## RECORDS FOR THIS EXERCISE:
╭──
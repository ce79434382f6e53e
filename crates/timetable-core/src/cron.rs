//! Schedule expressions.
//!
//! A chain's `run_at` is either an event prefix (`@reboot`, `@every D`,
//! `@after D`) or a classic five-field CRON expression (minute, hour, day,
//! month, day-of-week) with `*`, value lists, ranges, steps and combinations.
//! Runtime CRON matching happens server-side; the matcher here backs import
//! validation and serves as the independent reference implementation the
//! tests compare against the in-database one.

use std::str::FromStr;
use std::time::Duration;

use chrono::{Datelike, NaiveDateTime, Timelike};

use crate::error::{Error, Result};

/// A parsed `run_at` schedule expression
#[derive(Debug, Clone, PartialEq, Eq)]
pub enum Schedule {
    /// Fire once on every daemon start
    Reboot,
    /// Repeat with the next start `D` after the start of the current run
    Every(Duration),
    /// Repeat with the next start `D` after the completion of the current run
    After(Duration),
    /// Five-field CRON expression
    Cron(CronExpr),
}

impl FromStr for Schedule {
    type Err = Error;

    fn from_str(s: &str) -> Result<Self> {
        let s = s.trim();
        if s == "@reboot" {
            return Ok(Schedule::Reboot);
        }
        if let Some(rest) = s.strip_prefix("@every") {
            return Ok(Schedule::Every(parse_interval(rest)?));
        }
        if let Some(rest) = s.strip_prefix("@after") {
            return Ok(Schedule::After(parse_interval(rest)?));
        }
        if s.starts_with('@') {
            return Err(Error::validation(format!("unknown schedule prefix in {s:?}")));
        }
        Ok(Schedule::Cron(s.parse()?))
    }
}

/// One CRON field: `None` is unrestricted (`*`), otherwise a bit set of
/// admitted values.
#[derive(Debug, Clone, Copy, PartialEq, Eq)]
struct FieldSet(Option<u64>);

impl FieldSet {
    const ANY: FieldSet = FieldSet(None);

    fn contains(&self, value: u32) -> bool {
        match self.0 {
            None => true,
            Some(bits) => value < 64 && bits >> value & 1 == 1,
        }
    }

    fn insert(&mut self, value: u32) {
        let bits = self.0.get_or_insert(0);
        *bits |= 1 << value;
    }
}

/// Inclusive value range of one CRON field
#[derive(Debug, Clone, Copy)]
struct FieldSpec {
    name: &'static str,
    min: u32,
    max: u32,
}

const FIELDS: [FieldSpec; 5] = [
    FieldSpec { name: "minute", min: 0, max: 59 },
    FieldSpec { name: "hour", min: 0, max: 23 },
    FieldSpec { name: "day", min: 1, max: 31 },
    FieldSpec { name: "month", min: 1, max: 12 },
    FieldSpec { name: "day_of_week", min: 0, max: 7 },
];

/// A parsed five-field CRON expression.
///
/// A timestamp matches when all five fields admit it; day-of-week uses
/// 0 = Sunday with 7 accepted as an alias for 0.
#[derive(Debug, Clone, PartialEq, Eq)]
pub struct CronExpr {
    minute: FieldSet,
    hour: FieldSet,
    day: FieldSet,
    month: FieldSet,
    dow: FieldSet,
}

impl FromStr for CronExpr {
    type Err = Error;

    fn from_str(s: &str) -> Result<Self> {
        let fields: Vec<&str> = s.split_whitespace().collect();
        if fields.len() != 5 {
            return Err(Error::validation(format!(
                "cron expression must have 5 fields, got {} in {s:?}",
                fields.len()
            )));
        }
        let mut sets = [FieldSet::ANY; 5];
        for (i, (field, spec)) in fields.iter().zip(FIELDS.iter()).enumerate() {
            sets[i] = parse_field(field, spec)?;
        }
        let [minute, hour, day, month, dow] = sets;
        Ok(CronExpr { minute, hour, day, month, dow })
    }
}

impl CronExpr {
    /// Whether the expression fires at the given minute.
    ///
    /// Seconds are ignored; the schedule axis has one-minute resolution.
    pub fn matches(&self, at: NaiveDateTime) -> bool {
        self.minute.contains(at.minute())
            && self.hour.contains(at.hour())
            && self.day.contains(at.day())
            && self.month.contains(at.month())
            && self.dow.contains(at.weekday().num_days_from_sunday())
    }
}

fn parse_field(field: &str, spec: &FieldSpec) -> Result<FieldSet> {
    let mut set = FieldSet(Some(0));
    for item in field.split(',') {
        if item == "*" {
            return Ok(FieldSet::ANY);
        }
        let (range_part, step) = match item.split_once('/') {
            Some((r, s)) => (r, Some(parse_value(s, spec)?)),
            None => (item, None),
        };
        let (lo, hi) = if range_part == "*" {
            (spec.min, spec.max)
        } else if let Some((a, b)) = range_part.split_once('-') {
            (parse_value(a, spec)?, parse_value(b, spec)?)
        } else {
            let v = parse_value(range_part, spec)?;
            // a bare value with a step extends to the field maximum
            if step.is_some() { (v, spec.max) } else { (v, v) }
        };
        if lo < spec.min || hi > spec.max {
            return Err(Error::validation(format!(
                "{} value out of range {}-{} in {item:?}",
                spec.name, spec.min, spec.max
            )));
        }
        if lo > hi {
            return Err(Error::validation(format!(
                "inverted {} range in {item:?}",
                spec.name
            )));
        }
        let step = match step {
            Some(0) => return Err(Error::validation(format!("zero step in {item:?}"))),
            Some(s) => s,
            None => 1,
        };
        let mut v = lo;
        while v <= hi {
            // 7 in day_of_week is an alias for Sunday
            set.insert(if spec.name == "day_of_week" && v == 7 { 0 } else { v });
            v += step;
        }
    }
    Ok(set)
}

fn parse_value(s: &str, spec: &FieldSpec) -> Result<u32> {
    s.parse::<u32>().map_err(|_| {
        Error::validation(format!("bad {} value {s:?} in cron expression", spec.name))
    })
}

/// Parse the interval part of an `@every` / `@after` schedule.
///
/// Accepted forms mirror what the database accepts for an interval: a bare
/// number of seconds, `HH:MM` / `HH:MM:SS`, or one or more `<number> <unit>`
/// terms with the usual unit spellings (`ms`, `s`, `min`, `hours`, `days`,
/// `weeks`, ...). The database parser remains authoritative at runtime.
pub fn parse_interval(s: &str) -> Result<Duration> {
    let s = s.trim();
    if s.is_empty() {
        return Err(Error::validation("empty interval"));
    }

    // HH:MM[:SS]
    if s.contains(':') {
        let parts: Vec<&str> = s.split(':').collect();
        if parts.len() > 3 {
            return Err(Error::validation(format!("malformed interval {s:?}")));
        }
        let mut seconds: u64 = 0;
        for part in &parts {
            let v: u64 = part
                .parse()
                .map_err(|_| Error::validation(format!("malformed interval {s:?}")))?;
            seconds = seconds * 60 + v;
        }
        if parts.len() == 2 {
            // HH:MM has hour resolution on the left
            seconds *= 60;
        }
        return nonzero(Duration::from_secs(seconds), s);
    }

    if let Ok(seconds) = s.parse::<u64>() {
        return nonzero(Duration::from_secs(seconds), s);
    }

    let mut total = Duration::ZERO;
    let mut rest = s;
    while !rest.is_empty() {
        let digits = rest.chars().take_while(|c| c.is_ascii_digit()).count();
        if digits == 0 {
            return Err(Error::validation(format!("malformed interval {s:?}")));
        }
        let value: u64 = rest[..digits]
            .parse()
            .map_err(|_| Error::validation(format!("malformed interval {s:?}")))?;
        rest = rest[digits..].trim_start();
        let unit_len = rest.chars().take_while(|c| c.is_ascii_alphabetic()).count();
        let unit = &rest[..unit_len];
        rest = rest[unit_len..].trim_start();
        total += match unit {
            "ms" | "millisecond" | "milliseconds" => Duration::from_millis(value),
            "" | "s" | "sec" | "secs" | "second" | "seconds" => Duration::from_secs(value),
            "m" | "min" | "mins" | "minute" | "minutes" => Duration::from_secs(value * 60),
            "h" | "hour" | "hours" => Duration::from_secs(value * 3600),
            "d" | "day" | "days" => Duration::from_secs(value * 86_400),
            "w" | "week" | "weeks" => Duration::from_secs(value * 604_800),
            _ => {
                return Err(Error::validation(format!(
                    "unknown interval unit {unit:?} in {s:?}"
                )))
            }
        };
    }
    nonzero(total, s)
}

fn nonzero(d: Duration, s: &str) -> Result<Duration> {
    if d.is_zero() {
        Err(Error::validation(format!("interval {s:?} must be positive")))
    } else {
        Ok(d)
    }
}

#[cfg(test)]
mod tests {
    use super::*;
    use chrono::NaiveDate;

    fn at(y: i32, mo: u32, d: u32, h: u32, mi: u32) -> NaiveDateTime {
        NaiveDate::from_ymd_opt(y, mo, d).unwrap().and_hms_opt(h, mi, 0).unwrap()
    }

    fn cron(s: &str) -> CronExpr {
        s.parse().unwrap()
    }

    #[test]
    fn test_wildcard_matches_everything() {
        let c = cron("* * * * *");
        assert!(c.matches(at(2024, 1, 1, 0, 0)));
        assert!(c.matches(at(2024, 12, 31, 23, 59)));
    }

    #[test]
    fn test_fixed_minute_hour() {
        let c = cron("5 0 * 8 *");
        assert!(c.matches(at(2024, 8, 1, 0, 5)));
        assert!(!c.matches(at(2024, 8, 1, 0, 6)));
        assert!(!c.matches(at(2024, 9, 1, 0, 5)));
    }

    #[test]
    fn test_lists_ranges_steps() {
        let c = cron("1,15,30 9-17 * * *");
        assert!(c.matches(at(2024, 3, 4, 9, 15)));
        assert!(c.matches(at(2024, 3, 4, 17, 30)));
        assert!(!c.matches(at(2024, 3, 4, 8, 15)));
        assert!(!c.matches(at(2024, 3, 4, 9, 16)));

        let c = cron("*/15 * * * *");
        for minute in [0, 15, 30, 45] {
            assert!(c.matches(at(2024, 3, 4, 12, minute)));
        }
        assert!(!c.matches(at(2024, 3, 4, 12, 20)));

        let c = cron("10-30/5 * * * *");
        for minute in [10, 15, 20, 25, 30] {
            assert!(c.matches(at(2024, 3, 4, 12, minute)));
        }
        assert!(!c.matches(at(2024, 3, 4, 12, 35)));
    }

    #[test]
    fn test_step_from_value() {
        // N/S runs from N to the field maximum
        let c = cron("* 20/2 * * *");
        assert!(c.matches(at(2024, 3, 4, 20, 0)));
        assert!(c.matches(at(2024, 3, 4, 22, 0)));
        assert!(!c.matches(at(2024, 3, 4, 21, 0)));
        assert!(!c.matches(at(2024, 3, 4, 18, 0)));
    }

    #[test]
    fn test_all_fields_must_match() {
        // day AND day-of-week both restrict
        let c = cron("0 0 1 1 0");
        // 2023-01-01 was a Sunday
        assert!(c.matches(at(2023, 1, 1, 0, 0)));
        // 2024-01-01 was a Monday
        assert!(!c.matches(at(2024, 1, 1, 0, 0)));
    }

    #[test]
    fn test_sunday_aliases() {
        let seven: CronExpr = cron("0 0 * * 7");
        let zero: CronExpr = cron("0 0 * * 0");
        let sunday = at(2024, 3, 3, 0, 0);
        assert!(seven.matches(sunday));
        assert!(zero.matches(sunday));
        assert_eq!(seven, zero);
    }

    #[test]
    fn test_rejects_malformed_expressions() {
        for bad in [
            "* * * *",
            "* * * * * *",
            "60 * * * *",
            "* 24 * * *",
            "* * 0 * *",
            "* * * 13 *",
            "* * * * 8",
            "a * * * *",
            "5-1 * * * *",
            "*/0 * * * *",
            "1--2 * * * *",
        ] {
            assert!(bad.parse::<CronExpr>().is_err(), "accepted {bad:?}");
        }
    }

    #[test]
    fn test_schedule_classification() {
        assert_eq!("@reboot".parse::<Schedule>().unwrap(), Schedule::Reboot);
        assert_eq!(
            "@every 5m".parse::<Schedule>().unwrap(),
            Schedule::Every(Duration::from_secs(300))
        );
        assert_eq!(
            "@after 2s".parse::<Schedule>().unwrap(),
            Schedule::After(Duration::from_secs(2))
        );
        assert!(matches!("* * * * *".parse::<Schedule>().unwrap(), Schedule::Cron(_)));
        assert!("@daily".parse::<Schedule>().is_err());
        assert!("@every".parse::<Schedule>().is_err());
    }

    #[test]
    fn test_interval_forms() {
        assert_eq!(parse_interval("90").unwrap(), Duration::from_secs(90));
        assert_eq!(parse_interval("00:05:00").unwrap(), Duration::from_secs(300));
        assert_eq!(parse_interval("01:30").unwrap(), Duration::from_secs(5400));
        assert_eq!(parse_interval("2 hours").unwrap(), Duration::from_secs(7200));
        assert_eq!(parse_interval("1h 30m").unwrap(), Duration::from_secs(5400));
        assert_eq!(parse_interval("500ms").unwrap(), Duration::from_millis(500));
        assert_eq!(parse_interval("1 week").unwrap(), Duration::from_secs(604_800));
    }

    #[test]
    fn test_interval_rejects_garbage() {
        for bad in ["", "0", "abc", "5 fortnights", "1:2:3:4", "-5s"] {
            assert!(parse_interval(bad).is_err(), "accepted {bad:?}");
        }
    }
}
╰──
## THE PROBLEM:
Only a number is wanted here: how many lines of the data hold the string "bool".

## PROBLEM SOLUTION:
2